“Bogotá se viste de letras: la FILBo 2026 convierte la ciudad en capital literaria”

Crónica de la FILBo 2026: entre banderas, carpas y pabellones

Por Editson Romero Angulo

Periodista

Bogotá, abril de 2026.


La tarde bogotana recibe a los visitantes con la bandera tricolor ondeando sobre la avenida 26. El arco monumental de Corferias se levanta como un umbral simbólico: detrás de él, la ciudad se transforma en feria, en palabra, en encuentro. La multitud avanza con paso expectante, como si cruzar ese portal significara entrar a otra dimensión: la de los libros.

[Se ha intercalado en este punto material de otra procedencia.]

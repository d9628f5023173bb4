//! Client configuration

use crate::registry::DEFAULT_MAX_CONFLICT_RETRIES;
use crate::selector::SelectionStrategy;
use crate::{CoreError, Namespace, Result};
use serde::{Deserialize, Serialize};
use std::path::Path;
use std::time::Duration;
use tracing::{debug, info};

pub const ENV_STORE_URL: &str = "DISCOVERY_STORE_URL";
pub const ENV_NAMESPACE: &str = "DISCOVERY_NAMESPACE";
pub const ENV_SELECTION: &str = "DISCOVERY_SELECTION";
pub const ENV_MAX_CONFLICT_RETRIES: &str = "DISCOVERY_MAX_CONFLICT_RETRIES";

/// Discovery client configuration
#[derive(Clone, Debug, PartialEq, Eq, Serialize, Deserialize)]
#[serde(default)]
pub struct DiscoveryConfig {
    /// Base URL of the key-value store
    pub store_url: String,
    /// Prefix under which every service record lives
    pub namespace: String,
    /// How discover() picks among registered uris
    pub selection: SelectionStrategy,
    /// Conditional-write conflicts tolerated per register/unregister
    pub max_conflict_retries: u32,
    /// Timeout for a single store request
    pub request_timeout_secs: u64,
}

impl Default for DiscoveryConfig {
    fn default() -> Self {
        Self {
            store_url: "http://127.0.0.1:2379".to_string(),
            namespace: "/services".to_string(),
            selection: SelectionStrategy::Random,
            max_conflict_retries: DEFAULT_MAX_CONFLICT_RETRIES,
            request_timeout_secs: 5,
        }
    }
}

impl DiscoveryConfig {
    /// Load from an optional YAML file, then apply environment overrides
    pub fn load(file: Option<&Path>) -> Result<Self> {
        let mut config = match file {
            Some(path) => {
                let raw = std::fs::read_to_string(path).map_err(|e| {
                    CoreError::Configuration(format!("failed to read {}: {}", path.display(), e))
                })?;
                info!("Loaded discovery configuration from {}", path.display());
                Self::from_yaml(&raw)?
            }
            None => Self::default(),
        };

        config.apply_overrides(|key| std::env::var(key).ok())?;
        config.validate()?;
        Ok(config)
    }

    pub fn from_yaml(raw: &str) -> Result<Self> {
        serde_yaml::from_str(raw).map_err(|e| CoreError::Configuration(e.to_string()))
    }

    /// Apply overrides from a variable lookup (normally the process environment)
    pub fn apply_overrides<F>(&mut self, lookup: F) -> Result<()>
    where
        F: Fn(&str) -> Option<String>,
    {
        if let Some(url) = lookup(ENV_STORE_URL) {
            debug!("{} overrides store url", ENV_STORE_URL);
            self.store_url = url;
        }
        if let Some(namespace) = lookup(ENV_NAMESPACE) {
            self.namespace = namespace;
        }
        if let Some(selection) = lookup(ENV_SELECTION) {
            self.selection = selection.parse().map_err(CoreError::Configuration)?;
        }
        if let Some(retries) = lookup(ENV_MAX_CONFLICT_RETRIES) {
            self.max_conflict_retries = retries.parse().map_err(|_| {
                CoreError::Configuration(format!(
                    "{} must be a non-negative integer, got {:?}",
                    ENV_MAX_CONFLICT_RETRIES, retries
                ))
            })?;
        }
        Ok(())
    }

    pub fn validate(&self) -> Result<()> {
        if self.store_url.trim().is_empty() {
            return Err(CoreError::Configuration("store_url is empty".to_string()));
        }
        if self.request_timeout_secs == 0 {
            return Err(CoreError::Configuration(
                "request_timeout_secs must be positive".to_string(),
            ));
        }
        self.namespace()?;
        Ok(())
    }

    pub fn namespace(&self) -> Result<Namespace> {
        Namespace::new(self.namespace.clone())
    }

    pub fn request_timeout(&self) -> Duration {
        Duration::from_secs(self.request_timeout_secs)
    }
}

En la explanada, la CORFERIAS vibra con voces y risas. Allí se mezclan estudiantes, familias y curiosos que buscan refugio en la literatura. Las fotografías que circulan en redes muestran el ambiente festivo: niños pintando, jóvenes tomando notas, adultos escuchando atentos a un recital. El aire se llena de murmullos, de páginas que se abren y de conversaciones que se cruzan como hilos invisibles.

Al recorrer los pabellones, la feria se convierte en un mosaico. En un stand colorido, los carteles de Bitácoras atraen a los visitantes con ilustraciones vibrantes y libros que parecen escapar de sus portadas. Los expositores sonríen mientras explican sus proyectos, y los lectores hojean con cuidado, como si cada página fuera un hallazgo.

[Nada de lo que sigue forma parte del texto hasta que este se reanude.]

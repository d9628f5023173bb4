//! etcd v2 HTTP client implementing the discovery store boundary

use crate::api::{
    parse_etcd_index, EtcdError, EtcdResponse, WatchCursor, ETCD_INDEX_HEADER,
    EVENT_INDEX_CLEARED, KEY_NOT_FOUND, NODE_EXIST, NOT_DIR, NOT_FILE,
};
use discovery_core::{
    CoreError, DiscoveryConfig, KeyValueStore, Result, StoreEventStream, VersionedValue,
    WriteCondition,
};
use futures::StreamExt;
use reqwest::{Client, RequestBuilder, Response};
use std::time::Duration;
use tracing::{debug, warn};

/// Store backed by an etcd cluster's v2 keys API
#[derive(Clone)]
pub struct EtcdStore {
    client: Client,
    // No request timeout: watches are long polls
    watch_client: Client,
    base_url: String,
}

enum Reply {
    Ok(EtcdResponse),
    Err(EtcdError),
}

impl EtcdStore {
    pub fn new(base_url: &str, timeout: Duration) -> Result<Self> {
        let client = Client::builder()
            .timeout(timeout)
            .build()
            .map_err(|e| CoreError::Configuration(format!("etcd client: {}", e)))?;
        let watch_client = Client::builder()
            .build()
            .map_err(|e| CoreError::Configuration(format!("etcd watch client: {}", e)))?;

        Ok(Self {
            client,
            watch_client,
            base_url: base_url.trim_end_matches('/').to_string(),
        })
    }

    pub fn from_config(config: &DiscoveryConfig) -> Result<Self> {
        Self::new(&config.store_url, config.request_timeout())
    }

    pub fn base_url(&self) -> &str {
        &self.base_url
    }

    pub fn key_url(&self, path: &str) -> String {
        if path.starts_with('/') {
            format!("{}/v2/keys{}", self.base_url, path)
        } else {
            format!("{}/v2/keys/{}", self.base_url, path)
        }
    }

    /// Cluster index as of a read of `path`. etcd reports it for missing keys too.
    async fn current_index(&self, path: &str) -> Result<Option<u64>> {
        let response = self
            .client
            .get(self.key_url(path))
            .send()
            .await
            .map_err(unavailable)?;
        let header = response
            .headers()
            .get(ETCD_INDEX_HEADER)
            .and_then(|v| v.to_str().ok())
            .and_then(parse_etcd_index);

        match Self::read(response).await? {
            Reply::Ok(_) => Ok(header),
            Reply::Err(err) if err.error_code == KEY_NOT_FOUND => Ok(header.or(Some(err.index))),
            Reply::Err(err) => Err(err.into_core(path)),
        }
    }

    async fn send(request: RequestBuilder) -> Result<Reply> {
        let response = request.send().await.map_err(unavailable)?;
        Self::read(response).await
    }

    async fn read(response: Response) -> Result<Reply> {
        let status = response.status();
        let body = response.text().await.map_err(unavailable)?;

        if status.is_success() {
            let parsed = serde_json::from_str(&body).map_err(|e| {
                CoreError::StoreUnavailable(format!("unexpected etcd response: {}", e))
            })?;
            return Ok(Reply::Ok(parsed));
        }

        match serde_json::from_str::<EtcdError>(&body) {
            Ok(err) => Ok(Reply::Err(err)),
            Err(_) => Err(CoreError::StoreUnavailable(format!(
                "etcd returned {}: {}",
                status, body
            ))),
        }
    }
}

fn unavailable(e: reqwest::Error) -> CoreError {
    CoreError::StoreUnavailable(e.to_string())
}

fn condition_params(condition: WriteCondition) -> Vec<(&'static str, String)> {
    match condition {
        WriteCondition::Always => Vec::new(),
        WriteCondition::Absent => vec![("prevExist", "false".to_string())],
        WriteCondition::Version(v) => vec![("prevIndex", v.to_string())],
    }
}

#[async_trait::async_trait]
impl KeyValueStore for EtcdStore {
    async fn get(&self, path: &str) -> Result<Option<VersionedValue>> {
        match Self::send(self.client.get(self.key_url(path))).await? {
            Reply::Ok(resp) if resp.node.dir => Err(CoreError::malformed(path, "is a directory")),
            Reply::Ok(resp) => Ok(Some(VersionedValue {
                value: resp.node.value.unwrap_or_default(),
                version: resp.node.modified_index,
            })),
            Reply::Err(err) if err.error_code == KEY_NOT_FOUND => Ok(None),
            Reply::Err(err) => Err(err.into_core(path)),
        }
    }

    async fn set(&self, path: &str, value: &str, condition: WriteCondition) -> Result<u64> {
        let request = self
            .client
            .put(self.key_url(path))
            .query(&condition_params(condition))
            .form(&[("value", value)]);

        match Self::send(request).await? {
            Reply::Ok(resp) => {
                debug!("etcd: {} {} @{}", resp.action, path, resp.node.modified_index);
                Ok(resp.node.modified_index)
            }
            Reply::Err(err) => Err(err.into_core(path)),
        }
    }

    async fn delete(&self, path: &str, condition: WriteCondition) -> Result<()> {
        if condition == WriteCondition::Absent {
            // etcd has no "delete if absent"; it only holds for a missing key
            return match self.get(path).await? {
                Some(_) => Err(CoreError::Conflict(path.to_string())),
                None => Ok(()),
            };
        }

        let request = self
            .client
            .delete(self.key_url(path))
            .query(&condition_params(condition));

        match Self::send(request).await? {
            Reply::Ok(_) => Ok(()),
            Reply::Err(err)
                if err.error_code == KEY_NOT_FOUND && condition == WriteCondition::Always =>
            {
                Ok(())
            }
            Reply::Err(err) => Err(err.into_core(path)),
        }
    }

    async fn make_directory(&self, path: &str) -> Result<()> {
        let request = self
            .client
            .put(self.key_url(path))
            .query(&[("dir", "true"), ("prevExist", "false")]);

        match Self::send(request).await? {
            Reply::Ok(_) => {
                debug!("etcd: created directory {}", path);
                Ok(())
            }
            Reply::Err(err) if matches!(err.error_code, NODE_EXIST | NOT_FILE | NOT_DIR) => Ok(()),
            Reply::Err(err) => Err(err.into_core(path)),
        }
    }

    async fn watch(&self, path: &str) -> Result<StoreEventStream> {
        let store = self.clone();
        let path = path.to_string();

        // Fails fast if the cluster is unreachable, and pins the watch to the
        // current index so changes made before the first poll are not lost
        let index = store.current_index(&path).await?;
        if index.is_none() {
            warn!(
                "etcd: no {} header for {}, watch starts at first poll",
                ETCD_INDEX_HEADER, path
            );
        }

        let stream = futures::stream::unfold(
            (store, path, WatchCursor::after(index), false),
            |(store, path, mut cursor, done)| async move {
                if done {
                    return None;
                }
                loop {
                    let request = store
                        .watch_client
                        .get(store.key_url(&path))
                        .query(&cursor.params());

                    match EtcdStore::send(request).await {
                        Ok(Reply::Ok(resp)) => {
                            cursor.advance(resp.node.modified_index);
                            if let Some(event) = resp.into_event() {
                                return Some((Ok(event), (store, path, cursor, false)));
                            }
                        }
                        Ok(Reply::Err(err)) if err.error_code == EVENT_INDEX_CLEARED => {
                            warn!(
                                "etcd: watch history on {} compacted, resuming from {}",
                                path, err.index
                            );
                            cursor = WatchCursor::after(Some(err.index));
                        }
                        Ok(Reply::Err(err)) => {
                            let err = err.into_core(&path);
                            return Some((Err(err), (store, path, cursor, true)));
                        }
                        Err(e) => return Some((Err(e), (store, path, cursor, true))),
                    }
                }
            },
        );

        Ok(stream.boxed())
    }
}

Más adelante, el pabellón de India despliega su riqueza cultural: telas bordadas, caligrafías en múltiples lenguas, fotografías de escritores y cineastas. La literatura se acompaña de música y danza, recordando que las palabras también tienen cuerpo. En contraste, el espacio de Boyacá ofrece imágenes de páramos y campesinos, relatos que evocan la raíz de la tierra y la memoria de la región.



La feria es un recorrido de contrastes: lo global y lo local, lo académico y lo popular, lo infantil y lo adulto. Cada pasillo es un viaje distinto. Los visitantes se detienen frente a conferencias, talleres y presentaciones; algunos toman fotografías para compartir en redes, otros simplemente se dejan llevar por la experiencia.

Al caer la noche, la salida por la calle 26 devuelve a los asistentes a la ciudad real. Muchos cargan bolsas llenas de libros; otros llevan solo uno, pero lo sostienen con la certeza de que será compañía en los días venideros. La FILBo, como cada año, deja la sensación de que Bogotá se convierte en capital literaria, donde escuchar y leer son gestos de resistencia y encuentro.